Embedding Model Selection for Citation-Grounded Retrieval over European Union Financial and AI Regulation

Abstract

We report a controlled empirical comparison of five text-embedding models for first-stage semantic retrieval over a corpus of consolidated European Union legislation governing crypto-assets, anti-money-laundering, digital operational resilience, and artificial intelligence. The corpus comprises seven legislative instruments segmented into 56,413 citable provision-level units across eight official languages. Five models were evaluated under identical conditions: two general-purpose proprietary models (OpenAI text-embedding-3-large; Google gemini-embedding-001), two legal-domain-specialised models (Isaacus Kanon 2; Voyage voyage-law-2), and one general-purpose model from a legal-adjacent vendor (Voyage voyage-3-large). Each model embedded the full corpus once and was queried over an approximate-nearest-neighbour index using cosine similarity.

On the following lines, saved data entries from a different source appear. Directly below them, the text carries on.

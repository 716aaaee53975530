//! Rasterizes the controller into an ARGB buffer.
//!
//! D-pad: thick outline stroke under a gray fill with the divot cut out.
//! Select/Start: thin-stroked capsules with caption labels. B/A: accent
//! circles with large letters. Pressed buttons get a translucent highlight.

use tiny_skia::*;

use crate::buttons::Button;
use crate::config::StyleConfig;
use crate::geometry;
use crate::layout::ControllerLayout;
use crate::mapper::ButtonStates;
use crate::shape;
use crate::style::{self, Color as Color8, Palette};

const META_STROKE_WIDTH: f32 = 0.5;
const ACTION_STROKE_WIDTH: f32 = 1.0;

pub struct Renderer {
    palette: Palette,
    font: Option<fontdue::Font>,
}

impl Renderer {
    pub fn new(config: &StyleConfig) -> Self {
        Renderer {
            palette: Palette::from_config(config),
            font: config.font.as_deref().and_then(style::load_font),
        }
    }

    /// Render the whole overlay. Empty for a zero-sized layout.
    pub fn render(&self, layout: &ControllerLayout, states: &ButtonStates) -> Vec<u32> {
        match self.render_pixmap(layout, states) {
            Some(pixmap) => pixmap_to_argb(&pixmap),
            None => {
                log::warn!("Cannot render {}x{} overlay", layout.size.width, layout.size.height);
                Vec::new()
            }
        }
    }

    pub fn render_pixmap(&self, layout: &ControllerLayout, states: &ButtonStates) -> Option<Pixmap> {
        let w = layout.size.width.round() as u32;
        let h = layout.size.height.round() as u32;
        let mut pixmap = Pixmap::new(w, h)?;
        pixmap.fill(self.palette.background.to_skia());

        self.draw_dpad(&mut pixmap, layout, states);

        let meta = [(Button::Select, layout.select, "Select"), (Button::Start, layout.start, "Start")];
        for (button, rect, title) in meta {
            self.draw_meta_button(&mut pixmap, &rect, title, states.is_pressed(button));
        }

        let action = [(Button::B, layout.b, "B"), (Button::A, layout.a, "A")];
        for (button, rect, title) in action {
            self.draw_action_button(&mut pixmap, &rect, title, states.is_pressed(button));
        }

        Some(pixmap)
    }

    // ── D-pad ───────────────────────────────────────────────

    fn draw_dpad(&self, pixmap: &mut Pixmap, layout: &ControllerLayout, states: &ButtonStates) {
        let Some(path) = shape::dpad_path(&layout.dpad, layout.line_width) else {
            return;
        };

        let stroke = Stroke { width: layout.line_width, ..Stroke::default() };
        pixmap.stroke_path(&path, &solid(self.palette.dpad_stroke), &stroke, Transform::identity(), None);
        pixmap.fill_path(&path, &solid(self.palette.dpad_fill), FillRule::EvenOdd, Transform::identity(), None);

        for direction in states.pressed().filter(|b| b.is_direction()) {
            if let Some(arm) = shape::dpad_arm(&layout.dpad, layout.line_width, direction) {
                fill_rect(pixmap, &arm, self.palette.pressed);
            }
        }
    }

    // ── Select / Start ──────────────────────────────────────

    fn draw_meta_button(&self, pixmap: &mut Pixmap, rect: &geometry::Rect, title: &str, pressed: bool) {
        let Some(path) = shape::capsule_path(rect) else {
            return;
        };
        pixmap.fill_path(&path, &solid(self.palette.meta_fill), FillRule::Winding, Transform::identity(), None);
        if pressed {
            pixmap.fill_path(&path, &solid(self.palette.pressed), FillRule::Winding, Transform::identity(), None);
        }
        let stroke = Stroke { width: META_STROKE_WIDTH, ..Stroke::default() };
        pixmap.stroke_path(&path, &solid(self.palette.meta_stroke), &stroke, Transform::identity(), None);

        self.draw_centered_label(pixmap, rect, title, rect.height * 0.5, self.palette.label);
    }

    // ── B / A ───────────────────────────────────────────────

    fn draw_action_button(&self, pixmap: &mut Pixmap, rect: &geometry::Rect, title: &str, pressed: bool) {
        let Some(path) = shape::circle_path(rect.mid_x(), rect.mid_y(), rect.width / 2.0) else {
            return;
        };
        pixmap.fill_path(&path, &solid(self.palette.action_fill), FillRule::Winding, Transform::identity(), None);
        if pressed {
            pixmap.fill_path(&path, &solid(self.palette.pressed), FillRule::Winding, Transform::identity(), None);
        }
        let stroke = Stroke { width: ACTION_STROKE_WIDTH, ..Stroke::default() };
        pixmap.stroke_path(&path, &solid(self.palette.action_stroke), &stroke, Transform::identity(), None);

        let label = self.palette.label;
        let faded = label.with_alpha((label.a as f32 * 0.8) as u8);
        self.draw_centered_label(pixmap, rect, title, rect.height * 0.45, faded);
    }

    fn draw_centered_label(&self, pixmap: &mut Pixmap, rect: &geometry::Rect, text: &str, size: f32, c: Color8) {
        let Some(font) = &self.font else {
            return;
        };
        let tw = measure_text(font, text, size);
        let x = rect.mid_x() - tw / 2.0;
        let y = text_center_y(font, size, rect.y, rect.height);
        rasterize_text(pixmap, text, font, size, x, y, c);
    }
}

// ── Drawing helpers ─────────────────────────────────────────

fn solid(c: Color8) -> Paint<'static> {
    Paint {
        shader: Shader::SolidColor(c.to_skia()),
        anti_alias: true,
        ..Paint::default()
    }
}

fn fill_rect(pixmap: &mut Pixmap, rect: &geometry::Rect, c: Color8) {
    if c.a == 0 {
        return;
    }
    if let Some(r) = rect.to_skia() {
        pixmap.fill_rect(r, &solid(c), Transform::identity(), None);
    }
}

/// Rasterize text with y = top of text em-box (not baseline).
fn rasterize_text(pixmap: &mut Pixmap, text: &str, font: &fontdue::Font, size: f32, x: f32, y: f32, c: Color8) {
    if c.a == 0 {
        return;
    }
    let pw = pixmap.width() as i32;
    let ph = pixmap.height() as i32;
    let data = pixmap.data_mut();

    let ascent = font.horizontal_line_metrics(size).map(|lm| lm.ascent).unwrap_or(size * 0.8);
    let baseline_y = y + ascent;

    let mut cursor_x = x;
    for ch in text.chars() {
        let (metrics, bitmap) = font.rasterize(ch, size);
        let gx = cursor_x as i32 + metrics.xmin;
        let gy = baseline_y as i32 - metrics.ymin - metrics.height as i32;

        for row in 0..metrics.height {
            for col in 0..metrics.width {
                let px = gx + col as i32;
                let py = gy + row as i32;
                if px < 0 || py < 0 || px >= pw || py >= ph {
                    continue;
                }
                let coverage = bitmap[row * metrics.width + col];
                if coverage == 0 {
                    continue;
                }
                let alpha = (coverage as u32 * c.a as u32) / 255;
                let inv = 255 - alpha;
                let idx = ((py as u32 * pw as u32 + px as u32) * 4) as usize;
                data[idx] = ((c.r as u32 * alpha + data[idx] as u32 * inv) / 255) as u8;
                data[idx + 1] = ((c.g as u32 * alpha + data[idx + 1] as u32 * inv) / 255) as u8;
                data[idx + 2] = ((c.b as u32 * alpha + data[idx + 2] as u32 * inv) / 255) as u8;
                data[idx + 3] = (alpha + data[idx + 3] as u32 * inv / 255).min(255) as u8;
            }
        }
        cursor_x += metrics.advance_width;
    }
}

fn text_height(font: &fontdue::Font, size: f32) -> f32 {
    font.horizontal_line_metrics(size).map(|lm| lm.ascent - lm.descent).unwrap_or(size)
}

fn text_center_y(font: &fontdue::Font, size: f32, container_y: f32, container_h: f32) -> f32 {
    container_y + (container_h - text_height(font, size)) / 2.0
}

pub fn measure_text(font: &fontdue::Font, text: &str, size: f32) -> f32 {
    text.chars().map(|ch| font.metrics(ch, size).advance_width).sum()
}

pub fn pixmap_to_argb(pixmap: &Pixmap) -> Vec<u32> {
    pixmap
        .data()
        .chunks_exact(4)
        .map(|px| (px[3] as u32) << 24 | (px[0] as u32) << 16 | (px[1] as u32) << 8 | px[2] as u32)
        .collect()
}
//! onscreen-controller: desktop simulator for the touch controller overlay.
//!
//! Opens an X11 window, feeds pointer buttons in as touches (one touch per
//! mouse button) and logs every button callback. Relayouts on resize and
//! reloads the config file when it changes on disk.

mod watcher;
mod window;

use std::sync::mpsc;
use std::time::{Duration, Instant};

use log::{error, info, warn};

use onscreen_controller::config::ControllerConfig;
use onscreen_controller::controller::{ButtonHandlers, OnscreenController};
use onscreen_controller::geometry::Rect;
use onscreen_controller::renderer::Renderer;
use onscreen_controller::touch::Touch;

use window::{ControllerWindow, WindowEvent};

const DEFAULT_WIDTH: u16 = 844;
const DEFAULT_HEIGHT: u16 = 390;

fn main() {
    env_logger::Builder::from_env(env_logger::Env::default().default_filter_or("info")).init();

    let (width, height) = parse_size(std::env::args().skip(1).collect());
    let (config, config_path) = ControllerConfig::find_and_load();

    let mut win = match ControllerWindow::new(width, height, "onscreen-controller") {
        Ok(w) => w,
        Err(e) => {
            error!("Failed to create X11 window: {e}");
            std::process::exit(1);
        }
    };
    info!("Simulator window created ({width}x{height})");

    // Config reload signals from the watcher thread
    let (reload_tx, reload_rx) = mpsc::channel::<()>();
    if let Some(path) = config_path.clone() {
        std::thread::spawn(move || {
            if let Err(e) = watcher::watch_config(&path, reload_tx) {
                warn!("Config watcher stopped: {e}");
            }
        });
    }

    let handlers = ButtonHandlers::from_fn(|button, pressed| {
        log::debug!("{}: {}", button.name(), pressed);
    });
    let mut controller = OnscreenController::with_config(handlers, config.layout.clone());
    controller.layout_changed(Rect::new(0.0, 0.0, width as f32, height as f32));

    let mut renderer = Renderer::new(&config.style);
    let mut held: Vec<u8> = Vec::new();
    let mut last_pressed = controller.button_states();
    let mut dirty = true;
    let frame_duration = Duration::from_millis(16);

    loop {
        let frame_start = Instant::now();

        if reload_rx.try_recv().is_ok() {
            if let Some(path) = &config_path {
                match ControllerConfig::load(path) {
                    Ok(config) => {
                        info!("Reloaded {}", path.display());
                        controller.set_layout_config(config.layout);
                        renderer = Renderer::new(&config.style);
                        dirty = true;
                    }
                    Err(e) => warn!("Keeping previous config: {e}"),
                }
            }
        }

        for event in win.poll_events() {
            match event {
                WindowEvent::PointerDown { button, x, y } => {
                    if !held.contains(&button) {
                        held.push(button);
                    }
                    controller.touches_began(&[Touch::new(button as u64, x, y)]);
                }
                WindowEvent::PointerMove { x, y } => {
                    let touches: Vec<Touch> = held.iter().map(|b| Touch::new(*b as u64, x, y)).collect();
                    controller.touches_moved(&touches);
                }
                WindowEvent::PointerUp { button, x, y } => {
                    held.retain(|b| *b != button);
                    controller.touches_ended(&[Touch::new(button as u64, x, y)]);
                }
                WindowEvent::InputLost => {
                    if !held.is_empty() {
                        info!("Input lost, releasing {} held touches", held.len());
                        held.clear();
                        controller.touches_reset();
                    }
                }
                WindowEvent::Resized { width, height } => {
                    controller.layout_changed(Rect::new(0.0, 0.0, width as f32, height as f32));
                    dirty = true;
                }
                WindowEvent::Expose => dirty = true,
                WindowEvent::CloseRequested => {
                    info!("Window closed");
                    return;
                }
            }
        }

        let states = controller.button_states();
        if states != last_pressed {
            info!("Pressed: {:?}", states.pressed().map(|b| b.name()).collect::<Vec<_>>());
            last_pressed = states;
            dirty = true;
        }

        if dirty {
            if let Some(layout) = controller.layout() {
                let (w, h) = win.size();
                let pixels = renderer.render(layout, &states);
                if pixels.len() == w as usize * h as usize {
                    win.update_pixels(&pixels, w, h);
                }
            }
            dirty = false;
        }

        let elapsed = frame_start.elapsed();
        if elapsed < frame_duration {
            std::thread::sleep(frame_duration - elapsed);
        }
    }
}

/// `[WIDTH HEIGHT]`, falling back to the defaults on anything unparsable.
fn parse_size(args: Vec<String>) -> (u16, u16) {
    match args.as_slice() {
        [w, h, ..] => match (w.parse(), h.parse()) {
            (Ok(w), Ok(h)) if w > 0 && h > 0 => (w, h),
            _ => {
                warn!("Invalid size {w}x{h}, using {DEFAULT_WIDTH}x{DEFAULT_HEIGHT}");
                (DEFAULT_WIDTH, DEFAULT_HEIGHT)
            }
        },
        _ => (DEFAULT_WIDTH, DEFAULT_HEIGHT),
    }
}

#[cfg(test)]
mod tests {
    use super::*;

    #[test]
    fn size_from_args() {
        assert_eq!(parse_size(vec!["390".into(), "844".into()]), (390, 844));
        assert_eq!(parse_size(vec![]), (DEFAULT_WIDTH, DEFAULT_HEIGHT));
        assert_eq!(parse_size(vec!["0".into(), "10".into()]), (DEFAULT_WIDTH, DEFAULT_HEIGHT));
        assert_eq!(parse_size(vec!["wide".into(), "10".into()]), (DEFAULT_WIDTH, DEFAULT_HEIGHT));
    }
}
//! Virtual on-screen game controller for touch devices.
//!
//! A D-pad, Select/Start and B/A laid out in one row, with multi-touch
//! tracking that turns finger positions into per-button pressed callbacks.
//! The simulator binary (X11) and the preview binary (PNG) sit on top.

pub mod buttons;
pub mod config;
pub mod controller;
pub mod geometry;
pub mod layout;
pub mod mapper;
pub mod renderer;
pub mod shape;
pub mod style;
pub mod touch;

We constructed four evaluation rounds of increasing difficulty, totalling 159 questions with human-authored gold provision labels, and measured hit@5, hit@10, recall@10, and mean reciprocal rank (MRR).

A fourth round additionally probed cross-statute disambiguation, near-duplicate-article discrimination, multi-provision compound queries, and out-of-scope (unanswerable) questions, the last scored by the similarity margin between answerable and unanswerable queries as a proxy for hallucination resistance.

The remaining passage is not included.